Le Boualem, les démocraties et les khorotos

Par Réda Allali

La semaine dernière, un des dirigeants les plus importants de l’empire est venu sur une chaîne française expliquer qu’il était à la tête d’une sorte de front contre les barbares. Cet homme qui, par ailleurs, est menacé par la Cour internationale de justice, a martelé que les choses étaient simples, puisqu’il y avait d’un côté les démocraties et de l’autre, les khorotos. Un peu secoué par cette assertion audacieuse, et peiné de se trouver du mauvais côté de cette classification cruelle, le Boualem a mené quelques recherches.
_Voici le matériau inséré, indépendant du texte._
//! Collaborator traits the connect command needs from a host document.
//!
//! A CAD host provides element geometry, element creation, connector
//! topology and transactions. Each concern is its own trait so adapters
//! can be written against only what they use; [`HostDocument`] bundles
//! all four for the command.

use conduit_geometry::{Point3, Segment};

use crate::types::{CommandError, ConduitTypeId, Connector, Curve, ElementId, LevelId};

/// Read access to elements and document defaults.
pub trait ElementSource {
    /// Currently selected element ids, in selection order.
    fn selection(&self) -> Vec<ElementId>;

    /// Location curve of an element.
    ///
    /// # Errors
    ///
    /// Returns [`CommandError::InputShape`] if the element does not exist
    /// or has no location curve.
    fn curve(&self, id: ElementId) -> Result<Curve, CommandError>;

    /// Diameter (cross-section) of a conduit element.
    ///
    /// # Errors
    ///
    /// Returns [`CommandError::InputShape`] if the element is not a conduit.
    fn diameter(&self, id: ElementId) -> Result<f64, CommandError>;

    /// Conduit type used for new conduits (the first one in the document).
    fn conduit_type(&self) -> Option<ConduitTypeId>;

    /// Reference level used for new conduits (the first one in the document).
    fn level(&self) -> Option<LevelId>;
}

/// Element creation and modification.
pub trait ElementFactory {
    /// Create a straight conduit along `segment`.
    ///
    /// # Errors
    ///
    /// Returns [`CommandError::Host`] if the host refuses the element.
    fn create_conduit(
        &mut self,
        conduit_type: ConduitTypeId,
        segment: Segment,
        level: LevelId,
    ) -> Result<ElementId, CommandError>;

    /// Set a conduit's diameter.
    ///
    /// # Errors
    ///
    /// Returns [`CommandError::InputShape`] if the element is not a conduit.
    fn set_diameter(&mut self, id: ElementId, diameter: f64) -> Result<(), CommandError>;

    /// Replace a conduit's location line.
    ///
    /// # Errors
    ///
    /// Returns [`CommandError::InputShape`] if the element is not a conduit.
    fn set_curve(&mut self, id: ElementId, segment: Segment) -> Result<(), CommandError>;
}

/// Connector topology between elements.
pub trait ConnectorGraph {
    /// Terminal connection points of an element, in host enumeration order.
    ///
    /// # Errors
    ///
    /// Returns [`CommandError::NotConnectable`] if the element is neither
    /// an MEP curve nor a fitting.
    fn connectors(&self, id: ElementId) -> Result<Vec<Connector>, CommandError>;

    /// Join two connectors with a new elbow fitting.
    ///
    /// # Errors
    ///
    /// Returns [`CommandError::Host`] if either connector is unknown or
    /// already in use.
    fn create_elbow(&mut self, a: &Connector, b: &Connector) -> Result<ElementId, CommandError>;
}

/// Scoped mutation of the document.
pub trait TransactionScope {
    /// Run `f` inside a named transaction.
    ///
    /// Changes made by `f` are committed when it returns `Ok` and
    /// discarded when it returns `Err`. Transactions nest: an outer
    /// rollback discards inner commits.
    ///
    /// # Errors
    ///
    /// Propagates the error returned by `f`.
    fn transaction<T, F>(&mut self, name: &str, f: F) -> Result<T, CommandError>
    where
        F: FnOnce(&mut Self) -> Result<T, CommandError>;
}

/// Everything the connect command needs from a host.
pub trait HostDocument: ElementSource + ElementFactory + ConnectorGraph + TransactionScope {}

impl<T> HostDocument for T where T: ElementSource + ElementFactory + ConnectorGraph + TransactionScope
{}

/// Find the connector closest to `location`.
///
/// Ties resolve to the first connector in enumeration order. Returns
/// `None` for an empty set.
#[must_use]
pub fn nearest_connector(connectors: &[Connector], location: Point3) -> Option<Connector> {
    let mut best: Option<(Connector, f64)> = None;
    for c in connectors {
        let d = c.origin.distance(location);
        if best.is_none_or(|(_, min)| d < min) {
            best = Some((*c, d));
        }
    }
    best.map(|(c, _)| c)
}

/// Two connectors an elbow will join.
#[derive(Debug, Clone, Copy, PartialEq)]
pub struct ElbowRequest {
    /// Where the elbow is wanted.
    pub location: Point3,
    /// Connector on the existing element.
    pub existing: Connector,
    /// Connector on the new connecting conduit.
    pub connecting: Connector,
}

/// Resolve the connectors of `existing` and `connecting` nearest to
/// `location`, without creating anything.
///
/// # Errors
///
/// Returns [`CommandError::NoConnectors`] if either element exposes no
/// connectors, or [`CommandError::NotConnectable`] if either element
/// cannot carry connectors at all.
pub fn resolve_elbow<G: ConnectorGraph + ?Sized>(
    graph: &G,
    location: Point3,
    existing: ElementId,
    connecting: ElementId,
) -> Result<ElbowRequest, CommandError> {
    let existing_connector = nearest_connector(&graph.connectors(existing)?, location)
        .ok_or(CommandError::NoConnectors(existing))?;
    let connecting_connector = nearest_connector(&graph.connectors(connecting)?, location)
        .ok_or(CommandError::NoConnectors(connecting))?;
    Ok(ElbowRequest {
        location,
        existing: existing_connector,
        connecting: connecting_connector,
    })
}

#[cfg(test)]
#[allow(clippy::unwrap_used)]
mod tests {
    use super::*;

    fn connector(index: usize, x: f64) -> Connector {
        Connector {
            owner: ElementId(1),
            index,
            origin: Point3::new(x, 0.0, 0.0),
            connected: false,
        }
    }

    #[test]
    fn nearest_connector_empty_is_none() {
        assert!(nearest_connector(&[], Point3::new(0.0, 0.0, 0.0)).is_none());
    }

    #[test]
    fn nearest_connector_picks_closest() {
        let set = [connector(0, 0.0), connector(1, 10.0)];
        let c = nearest_connector(&set, Point3::new(9.0, 1.0, 0.0)).unwrap();
        assert_eq!(c.index, 1);
    }

    #[test]
    fn nearest_connector_tie_keeps_first() {
        let set = [connector(0, -1.0), connector(1, 1.0)];
        let c = nearest_connector(&set, Point3::new(0.0, 0.0, 0.0)).unwrap();
        assert_eq!(c.index, 0);
    }
}
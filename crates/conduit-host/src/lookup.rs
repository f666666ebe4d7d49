//! Locating the two conduits to join.

use conduit_geometry::Segment;
use serde::{Deserialize, Serialize};

use crate::document::ElementSource;
use crate::types::{CommandError, Curve, ElementId};

/// How the command finds its two conduits.
#[derive(Debug, Clone, Copy, PartialEq, Eq, Default, Serialize, Deserialize)]
pub enum ElementLookup {
    /// The first two elements of the user's selection.
    #[default]
    Selection,

    /// Two known element ids.
    Fixed {
        /// The conduit the connector starts from.
        first: ElementId,
        /// The conduit that is reshaped to meet the connector.
        second: ElementId,
    },
}

impl ElementLookup {
    /// Resolve the two element ids.
    ///
    /// With [`Selection`](Self::Selection), elements beyond the second
    /// are ignored.
    ///
    /// # Errors
    ///
    /// Returns [`CommandError::InputShape`] if fewer than two distinct
    /// elements are available.
    pub fn resolve<S: ElementSource + ?Sized>(
        &self,
        source: &S,
    ) -> Result<(ElementId, ElementId), CommandError> {
        let (first, second) = match *self {
            Self::Selection => {
                let selection = source.selection();
                match selection.as_slice() {
                    [first, second, rest @ ..] => {
                        if !rest.is_empty() {
                            tracing::warn!(
                                ignored = rest.len(),
                                "more than two elements selected, using the first two",
                            );
                        }
                        (*first, *second)
                    }
                    _ => {
                        return Err(CommandError::InputShape(format!(
                            "select two conduits (got {})",
                            selection.len(),
                        )));
                    }
                }
            }
            Self::Fixed { first, second } => (first, second),
        };

        if first == second {
            return Err(CommandError::InputShape(format!(
                "both conduits are the same element {first}",
            )));
        }
        Ok((first, second))
    }
}

/// Read an element's straight backing line.
///
/// The segment is re-validated against `tolerance` so a line shorter than
/// the comparison tolerance is rejected here rather than inside the
/// geometry core.
///
/// # Errors
///
/// Returns [`CommandError::InputShape`] if the element is missing, is not
/// straight, or is shorter than `tolerance`.
pub fn backing_line<S: ElementSource + ?Sized>(
    source: &S,
    id: ElementId,
    tolerance: f64,
) -> Result<Segment, CommandError> {
    match source.curve(id)? {
        Curve::Line(segment) => Segment::new(segment.start(), segment.end(), tolerance)
            .map_err(|e| CommandError::InputShape(format!("element {id}: {e}"))),
        Curve::Arc { .. } => Err(CommandError::InputShape(format!(
            "element {id} has no straight backing line",
        ))),
    }
}
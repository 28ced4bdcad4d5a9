//! Shared HTTP transport, session context, and error types for the CLI.

use std::fmt::{self, Display, Formatter};
use std::io::{self, IsTerminal};
use std::time::Duration;

use anyhow::anyhow;
use reqwest::Client;
use reqwest::header::{ACCEPT, HeaderMap, HeaderValue};
use url::Url;

use crate::filter::IdConvention;

pub(crate) const HEADER_X_AUTH_TOKEN: &str = "X-Auth-Token";
pub(crate) const MANAGER_PATH: &str = "/redfish/v1/Managers/iDRAC.Embedded.1";
pub(crate) const LCLOG_PATH: &str = "/redfish/v1/Managers/iDRAC.Embedded.1/Logs/Lclog";
pub(crate) const LCLOG_ENTRIES_PATH: &str =
    "/redfish/v1/Managers/iDRAC.Embedded.1/LogServices/Lclog/Entries";

/// CLI-level error type. Variants map to the user-visible failure kinds.
#[derive(Debug)]
pub(crate) enum CliError {
    /// Bad or missing argument, raised before any request.
    Validation(String),
    /// The controller rejected the credentials or token (401).
    Auth(String),
    /// The controller does not expose the Lifecycle log endpoint.
    Unsupported(String),
    Failure(anyhow::Error),
}

/// Convenience alias for functions returning a `CliError`.
pub(crate) type CliResult<T> = Result<T, CliError>;

impl CliError {
    pub(crate) fn validation(message: impl Into<String>) -> Self {
        Self::Validation(message.into())
    }

    pub(crate) fn auth(message: impl Into<String>) -> Self {
        Self::Auth(message.into())
    }

    pub(crate) fn unsupported(message: impl Into<String>) -> Self {
        Self::Unsupported(message.into())
    }

    pub(crate) fn failure(error: impl Into<anyhow::Error>) -> Self {
        Self::Failure(error.into())
    }

    /// Exit code used when strict exit codes are requested.
    pub(crate) const fn exit_code(&self) -> i32 {
        match self {
            Self::Validation(_) => 2,
            Self::Failure(_) => 3,
            Self::Auth(_) => 4,
            Self::Unsupported(_) => 5,
        }
    }

    pub(crate) fn display_message(&self) -> String {
        match self {
            Self::Validation(message) | Self::Auth(message) | Self::Unsupported(message) => {
                message.clone()
            }
            Self::Failure(error) => format!("{error:#}"),
        }
    }
}

impl Display for CliError {
    fn fmt(&self, formatter: &mut Formatter<'_>) -> fmt::Result {
        formatter.write_str("cli error")
    }
}

impl std::error::Error for CliError {}

/// How each request authenticates. Exactly one per run.
#[derive(Clone)]
pub(crate) enum Credentials {
    Basic { username: String, password: String },
    Token(String),
}

impl Credentials {
    pub(crate) const fn kind(&self) -> &'static str {
        match self {
            Self::Basic { .. } => "basic",
            Self::Token(_) => "x-auth-token",
        }
    }
}

impl fmt::Debug for Credentials {
    fn fmt(&self, formatter: &mut Formatter<'_>) -> fmt::Result {
        match self {
            Self::Basic { username, .. } => formatter
                .debug_struct("Basic")
                .field("username", username)
                .field("password", &"<redacted>")
                .finish(),
            Self::Token(_) => formatter.write_str("Token(<redacted>)"),
        }
    }
}

/// Per-run session state. Built once at startup and read-only afterwards.
#[derive(Clone)]
pub(crate) struct SessionContext {
    pub(crate) client: Client,
    pub(crate) base_url: Url,
    pub(crate) credentials: Credentials,
    pub(crate) verify_tls: bool,
    pub(crate) convention: IdConvention,
}

impl SessionContext {
    /// Returns a copy carrying the detected message-ID convention.
    #[must_use]
    pub(crate) fn with_convention(self, convention: IdConvention) -> Self {
        Self { convention, ..self }
    }

    /// Resolve a controller path against the base URL.
    pub(crate) fn endpoint(&self, path: &str) -> CliResult<Url> {
        self.base_url
            .join(path)
            .map_err(|err| CliError::failure(anyhow!("invalid base URL: {err}")))
    }

    /// Issue an authenticated GET and capture status and body.
    pub(crate) async fn get(&self, url: Url) -> CliResult<HttpReply> {
        let path = url.path().to_string();
        let request = self.client.get(url);
        let request = match &self.credentials {
            Credentials::Token(token) => request.header(HEADER_X_AUTH_TOKEN, token),
            Credentials::Basic { username, password } => {
                request.basic_auth(username, Some(password))
            }
        };

        let response = request
            .send()
            .await
            .map_err(|err| CliError::failure(anyhow!("request to {path} failed: {err}")))?;
        let status = response.status().as_u16();
        let body = response.text().await.map_err(|err| {
            CliError::failure(anyhow!("failed to read response from {path}: {err}"))
        })?;

        tracing::debug!(%path, status, bytes = body.len(), "controller replied");
        Ok(HttpReply { status, body })
    }
}

/// Raw reply from the controller.
#[derive(Debug, Clone)]
pub(crate) struct HttpReply {
    pub(crate) status: u16,
    pub(crate) body: String,
}

/// Construct the per-run HTTP client.
pub(crate) fn build_http_client(verify_tls: bool, timeout_secs: u64) -> CliResult<Client> {
    let mut default_headers = HeaderMap::new();
    default_headers.insert(ACCEPT, HeaderValue::from_static("application/json"));

    Client::builder()
        .timeout(Duration::from_secs(timeout_secs))
        .danger_accept_invalid_certs(!verify_tls)
        .default_headers(default_headers)
        .build()
        .map_err(|err| CliError::failure(anyhow!("failed to build HTTP client: {err}")))
}

/// Parse the base URL override provided to the CLI.
pub(crate) fn parse_url(input: &str) -> Result<Url, String> {
    input
        .parse::<Url>()
        .map_err(|err| format!("invalid URL '{input}': {err}"))
}

/// `true` enables certificate verification; anything else disables it.
#[allow(clippy::unnecessary_wraps)]
pub(crate) fn parse_ssl(input: &str) -> Result<bool, String> {
    Ok(input.trim().eq_ignore_ascii_case("true"))
}

/// Derive the controller base URL from `--base-url` or `--ip`.
pub(crate) fn resolve_base_url(base_url: Option<Url>, host: Option<&str>) -> CliResult<Url> {
    if let Some(url) = base_url {
        return Ok(url);
    }
    let host = host
        .map(str::trim)
        .filter(|value| !value.is_empty())
        .ok_or_else(|| CliError::validation("iDRAC host is required (pass --ip or set IDRAC_HOST)"))?;
    format!("https://{host}")
        .parse::<Url>()
        .map_err(|err| CliError::validation(format!("invalid iDRAC host '{host}': {err}")))
}

/// Pick the credential mode. A session token wins over username/password; a
/// missing password is prompted for when stdin is interactive.
pub(crate) fn resolve_credentials(
    username: Option<String>,
    password: Option<String>,
    token: Option<String>,
) -> CliResult<Credentials> {
    if let Some(token) = token.map(|value| value.trim().to_string())
        && !token.is_empty()
    {
        return Ok(Credentials::Token(token));
    }

    let username = username
        .map(|value| value.trim().to_string())
        .filter(|value| !value.is_empty())
        .ok_or_else(|| {
            CliError::validation("credentials required: pass -u/--username or -x/--token")
        })?;

    let password = match password {
        Some(value) => value,
        None if io::stdin().is_terminal() => rpassword::prompt_password(format!(
            "\n- Argument -p not detected, pass in iDRAC user {username} password: "
        ))
        .map_err(|err| CliError::failure(anyhow!("failed to read password from stdin: {err}")))?,
        None => {
            return Err(CliError::validation(
                "password required; supply via --password when running non-interactively",
            ));
        }
    };

    Ok(Credentials::Basic { username, password })
}
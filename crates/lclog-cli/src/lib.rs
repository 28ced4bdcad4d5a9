#![forbid(unsafe_code)]
#![deny(
    warnings,
    dead_code,
    unused,
    unused_imports,
    unused_must_use,
    unreachable_pub,
    clippy::all,
    clippy::pedantic,
    clippy::nursery,
    rustdoc::broken_intra_doc_links,
    rustdoc::bare_urls,
    missing_docs
)]
#![allow(clippy::redundant_pub_crate)]

//! Command-line client for the iDRAC Lifecycle Controller log over Redfish.
//!
//! Layout:
//! - `cli.rs`: argument parsing and command dispatch
//! - `commands/`: capability probe, page walker, and retrieval handlers
//! - `client.rs`: session context, HTTP transport, and errors
//! - `filter.rs`: entry predicates and filter value types
//! - `output.rs`: console renderers and the artifact sink
//! - `main.rs`: thin entrypoint delegating to `run()`

pub(crate) mod cli;
pub(crate) mod client;
pub(crate) mod commands;
pub(crate) mod filter;
pub(crate) mod output;

pub use cli::{run, run_from};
Il a poussé sa réflexion aux limites de ce que propose son cortex épuisé, et il est venu, sans plus de formalités, plein d’abnégation, vous rendre compte de ce travail.

“Les démocraties de l’empire ne sont démocratiques que chez elles, et avec les gens qui leur plaisent s’il vous plaît, et merci”

Réda Allali

La première conclusion, c’est que le chacal a raison, l’empire est plein de démocraties, tbarek allah, c’est incontestable. Mais le problème, c’est qu’elles ne sont démocratiques que chez elles, et avec les gens qui leur plaisent s’il vous plaît, et merci. Aller bombarder un pays lointain, par exemple, n’a jamais vraiment dérangé la grande démocratie américaine, c’est ce qu’elle fait à peu près en continu d’ailleurs.

D’autres démocraties européennes, au 19e siècle, avaient tenu un congrès très sérieux à Berlin pour savoir comment ils allaient se partager l’Afrique. Elles ont donc écrit noir sur blanc, avec un aplomb phénoménal, qu’une puissance européenne pouvait s’emparer des territoires qu’elle convoitait, à condition de commencer sa conquête par la mer, et de ne pas se trouver en confrontation avec une autre puissance européenne.

Leur souci était de protéger le droit de chacun – comprenez les Européens –, mais personne ne parlait des autochtones, ces khorotos. Oui, ils étaient capables, il n’y a pas si longtemps, d’écrire ce genre de choses noir sur blanc sans se rendre compte de l’ignominie de leur attitude, sans remarquer que c’était un peu comme si on autorisait le viol, à condition qu’ils soit commis avec un préservatif et accompagné d’un bisou.

Démocratie et droits de l’homme, donc, ne sont valables que pour eux. Voilà pourquoi le génocide nazi est une chose à part, unique, indépassable : il a décimé des Européens, il n’est donc pas dans la même catégorie que les massacres amérindiens, ou africains, voilà la grande différence. C’est le grand défaut du dirigeant de l’empire : il a beaucoup de mal, malgré toute sa culture, sa hauteur de vue, sa profusion de concepts et sa réflexion surpuissante, à considérer que le reste du monde mérite un peu de respect.

Il y a une scène grandiose, dans un livre consacré aux conquistadors espagnols, où Pizarro attribue des bouts de terre à ses soldats sous l’œil impavide des indiens qui le regardent découper leur village. Dans la foulée, il distribue aussi lesdits indiens, soudain réduits en esclavage sans rien comprendre à ce qui leur arrive. Le tout est consigné par un notaire, c’est important à préciser. La plume, les grands mots, le côté solennel et réfléchi de l’opération, exactement comme pour la conférence de Berlin, donnent un aspect légitime à un crime.

Voilà comment le monde fonctionne, les institutions internationales ne fonctionnent que pour valider les volontés de l’empire. On peut les solliciter pour punir quelques pays africains ou Poutine, par exemple, mais jamais pour s’attaquer à une démocratie. Autrement dit, et c’est très triste, rien n’a changé, la seule nouveauté étant que personne ne peut désormais faire comme s’il n’avait pas compris. C’est tout pour la semaine, et merci.